Shelby sighs. “You’re relentless. You’d have made a great prosecutor during the Spanish Inquisition.”
“Your kids are grown, and you miss having them in the house.”
“What does that have to do with anything?”
“You live alone. You’re not the kind of guy who can live alone. Right now, you’re a lonely, forlorn, miserable stylite who could be happy if you’d allow yourself to reach out to Nina.”
“‘Stylite.’ Been reading more than your usual comic books?”
“You said her son is special.”
Shelby’s scowl softens into a sweet expression. “John. He’s a good kid. He’s the kind of kid who’s the hope of the world.”
“So if Nina will date you, and if she’s sufficiently lacking in judgment to fall in love with you, and if then she’s foolish enough to marry you, you’ll have not only a wife but a little family, a new adopted son to mentor and inspire and make as neurotic as you are.”
Shelby sighs. “That’s a dream worth having, isn’t it?”
“So turn it from a dream into a reality.”
“I think maybe I will.”
“Don’t think. Just do it. None of us knows how long we’ve got, pal. Next week we could be gone. Fate favors no one, especially not a too-tall, truck-wide, glowering, potential strangler like you.”
Looking past Michael, toward the entrance to the cafeteria, Shelby mutters, “What’s our S-O-B doing here?”
That would be Dr. Simon O. Bistoury, the co-director of the project, technology expert and primary pain in the ass. Ninety-nine percent of the time, he has his lunch sent up to his office. On the rare occasion when he shows up here, it’s not for food but for the chance to kvetch to someone, anyone, about whatever has his shorts in a knot at the moment. Simon Bistoury is not a happy man.
Michael taps Shelby’s lunch tray. “Hurry up and finish.”
“I want dessert. I won’t forgo dessert even if it means having to listen to Simon. Dessert is the only thing worth eating here.”
“He’s probably pissed off because he’s heard about some major success with the killer robot dogs.”
Although Bistoury believes in the work they’re doing, he thinks they’ll need five more years to have success. The position he really wants is that of the project director at a facility north of San Diego, where many billions are being spent to create a four-legged AI robot soldier with significant firepower, based on the skeletal structure and highly flexible spine of a dog. They don’t look like dogs. They look like something from Hell; no one will want to pet them. However, Bistoury is convinced they can be designed, produced, and battle ready a lot sooner than any breakthrough is likely to occur here at Beautification Research. Dr. Bistoury is a scientist, but he’s more about success than science. Success and glory.
“Damn,” Shelby says, “he got coffee, and he’s coming this way.”
Michael sighs. “Didn’t I just tell you that none of us knows how long we’ve got?”
Simon Bistoury arrives and stands glowering down at them. “The bastards down at Encinitas have knocked it out of the park.”
“I don’t follow baseball,” says Shelby.
“They got their dog-form bots.

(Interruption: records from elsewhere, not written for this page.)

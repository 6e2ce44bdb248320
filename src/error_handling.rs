//! Error taxonomy.
//!
//! Inside a scan, peer behaviour is never an error: an unreachable server or
//! a broken certificate becomes a check result. The types here cover
//! everything else — wiring failures at startup, storage failures, and the
//! user-versus-server distinction the submission boundary needs so the HTTP
//! layer can map outcomes to 4xx versus 5xx.

use log::SetLoggerError;
use thiserror::Error;

/// Errors raised while wiring up process-wide resources.
#[derive(Error, Debug)]
pub enum InitializationError {
    /// Error initializing the logger.
    #[error("Logger initialization error: {0}")]
    Logger(#[from] SetLoggerError),

    /// Error initializing an HTTP client.
    #[error("HTTP client initialization error: {0}")]
    HttpClient(#[from] reqwest::Error),

    /// A required environment variable is absent.
    #[error("missing required environment variable {0}")]
    MissingEnv(&'static str),
}

/// Errors surfaced by the persistence layer.
#[derive(Error, Debug)]
pub enum DatabaseError {
    /// SQL execution error.
    #[error("SQL error: {0}")]
    Sql(#[from] sqlx::Error),

    /// A stored row could not be decoded back into its model type.
    #[error("stored row could not be decoded: {0}")]
    Decode(#[from] serde_json::Error),
}

impl DatabaseError {
    /// True when the error means "no such row" rather than a real failure.
    pub fn is_not_found(&self) -> bool {
        matches!(self, DatabaseError::Sql(sqlx::Error::RowNotFound))
    }
}

/// Failures at the policy submission boundary.
///
/// Everything except [`SubmissionError::Internal`] is the caller's fault and
/// maps to a 4xx; `Internal` maps to a 5xx and is worth reporting.
#[derive(Error, Debug)]
pub enum SubmissionError {
    /// The caller supplied something malformed or unacceptable.
    #[error("{0}")]
    UserInput(String),

    /// The referenced domain, scan, or token does not exist.
    #[error("{0}")]
    NotFound(String),

    /// The submission conflicts with existing state and cannot be applied.
    #[error("{0}")]
    Conflict(String),

    /// Storage or logic failure on our side.
    #[error("internal error: {0}")]
    Internal(#[source] anyhow::Error),
}

impl SubmissionError {
    /// True when the failure should be reported back as the caller's error.
    pub fn is_user_error(&self) -> bool {
        !matches!(self, SubmissionError::Internal(_))
    }
}

impl From<DatabaseError> for SubmissionError {
    fn from(e: DatabaseError) -> Self {
        SubmissionError::Internal(anyhow::Error::new(e))
    }
}

#[cfg(test)]
mod tests {
    use super::*;

    #[test]
    fn user_errors_are_distinguished_from_internal() {
        assert!(SubmissionError::UserInput("bad domain".into()).is_user_error());
        assert!(SubmissionError::NotFound("no scan".into()).is_user_error());
        assert!(SubmissionError::Conflict("exists".into()).is_user_error());
        assert!(!SubmissionError::Internal(anyhow::anyhow!("db down")).is_user_error());
    }

    #[test]
    fn row_not_found_is_not_found() {
        assert!(DatabaseError::Sql(sqlx::Error::RowNotFound).is_not_found());
        let decode = serde_json::from_str::<i64>("not json").expect_err("bad json");
        assert!(!DatabaseError::Decode(decode).is_not_found());
    }
}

Limited AI autonomy or remote-controlled, capable of integrated action in the autonomous mode.”
Michael says, “I have a friend whose dog can hold three tennis balls in his mouth at the same time.”
“Their budget’s twice as large as ours. What’re we supposed to do with a lousy two billion a year?”
THE BLUE HOUSE
Even at this hour, when real-world devils have just recently gone to sleep and only honest working folks are preparing for the blessing of labor, Michael can’t curb Carter Woodbine’s Bentley in front of Nina Dozier’s house. To do so will make her a subject of even greater interest to the gangbangers who currently harass her.

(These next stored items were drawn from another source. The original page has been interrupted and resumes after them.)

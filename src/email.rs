//! Validation email contract and composition.
//!
//! Message transport lives outside this crate; implementations of
//! [`EmailSender`] plug in SES, a local relay, or a test double. The message
//! itself is composed here so the wording is tested alongside the workflow
//! that triggers it.

use async_trait::async_trait;

use crate::models::PolicySubmission;

/// Sends policy validation mail. Implemented by the deployment's transport.
#[async_trait]
pub trait EmailSender: Send + Sync {
    /// Delivers the validation message for `submission` carrying `token`.
    async fn send_validation(
        &self,
        submission: &PolicySubmission,
        token: &str,
    ) -> anyhow::Result<()>;
}

/// Where validation mail for a domain is addressed.
pub fn validation_address(domain: &str) -> String {
    format!("postmaster@{domain}")
}

/// A composed validation message, ready for a transport.
#[derive(Debug, Clone, PartialEq)]
pub struct ValidationEmail {
    /// Recipient address.
    pub to: String,
    /// Subject line.
    pub subject: String,
    /// Plain-text body.
    pub body: String,
}

/// Builds the validation message for a submission.
///
/// The confirmation link points at the public frontend named by the
/// `FRONTEND_WEBSITE_LINK` environment variable. The token appears only in
/// this message, never in API responses.
pub fn compose_validation(submission: &PolicySubmission, token: &str) -> ValidationEmail {
    let website = std::env::var("FRONTEND_WEBSITE_LINK")
        .unwrap_or_else(|_| "https://starttls-everywhere.org".to_string());
    let domain = &submission.domain;
    ValidationEmail {
        to: submission.contact_email.clone(),
        subject: format!("Confirm your submission of {domain}"),
        body: format!(
            "Hello,\n\n\
             {domain} was submitted for addition to the STARTTLS policy list.\n\
             To confirm that you control this domain and complete the submission,\n\
             visit:\n\n\
             {website}/validate?token={token}\n\n\
             The link expires in 72 hours. If you did not request this, you can\n\
             ignore this message and nothing will change.\n"
        ),
    }
}

#[cfg(test)]
mod tests {
    use super::*;

    fn submission() -> PolicySubmission {
        PolicySubmission {
            domain: "example.com".into(),
            contact_email: "postmaster@example.com".into(),
            mta_sts: true,
            policy: None,
        }
    }

    #[test]
    fn validation_address_targets_postmaster() {
        assert_eq!(validation_address("example.com"), "postmaster@example.com");
    }

    #[test]
    fn composed_message_carries_token_and_domain() {
        let email = compose_validation(&submission(), "feedfacecafebeef");
        assert_eq!(email.to, "postmaster@example.com");
        assert!(email.subject.contains("example.com"));
        assert!(email.body.contains("token=feedfacecafebeef"));
        assert!(email.body.contains("example.com"));
    }
}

He parks the sedan in the lot of a dentist’s office where the greater disorder of her neighborhood meets the lesser disorder of another community. En route, he’d stopped to take a hundred thousand dollars from the half million and had secreted those ten packets in the spare-tire well of the car’s trunk. Now he slips the straps of the duffel over his right shoulder, his hand within the open top of the bag, holding Santana’s pistol in a relaxed grip, and he sets out to walk eight blocks.